Conventionally, external approaches to the orbit provide excellent access to tumors located superiorly and laterally to the optic nerve and orbit. These tumors are usually best approached via a pterional or fronto-orbital temporal craniotomy, with or without orbitozygomatic osteotomies.[ 4 , 11 ] Tumors with lateral intracranial extension can also be treated by this approach. Another variant is the lateral orbitotomy, which provides excellent access for orbital tumors lateral to the optic nerve and apex.[ 4 , 11 ] For tumors located anteriorly in the orbit, an anteromedial microorbitotomy or transconjunctival approach is the traditional approach for resection.

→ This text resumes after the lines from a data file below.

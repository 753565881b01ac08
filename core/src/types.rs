//! Shared primitive types used across the entire engine.

/// The canonical run identifier (one waterfall execution).
pub type RunId = String;

/// Serialized group key: the count-columns entry joined with `_`
/// (e.g. `party_id` or `party_id_acct_nbr`).
pub type GroupKey = String;

/// A check's flag-column name (e.g. `email_seg1_2`).
pub type CheckName = String;

/// A record count. All funnel statistics are non-negative integers.
pub type Count = u64;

Extended endonasal approaches (EEAs) provide excellent access for intraconal and extraconal tumors that are medial and inferior to the optic nerve and can be applied to any medial intracranial extension, provided that key neurovascular structures (e.g., the optic nerve and internal carotid artery) remain lateral to the tumor. EEAs also provide access to most of the orbit, from the posterior globe to the orbital apex.[ 11 , 14 ] The main advantage of any EEA is its anterior and medial trajectory, which is most suitable for skull base lesions that are anteromedial to critical neurovascular structures. The key anatomic landmark is the optic nerve. Tumors that displace the optic nerve superiorly and laterally are usually excellent targets for an endonasal approach. There are three main endonasal approaches to the orbit: The medial-inferior extraconal approach, the transmaxillary extraconal approach, and the medial intraconal approach.

In our case, although a minimally invasive approach could have been considered based on the tumor’s location, the initial radiological suspicion of a cavernous hemangioma with potential bleeding risk justified the choice of a subfrontal approach, offering better exposure and surgical control.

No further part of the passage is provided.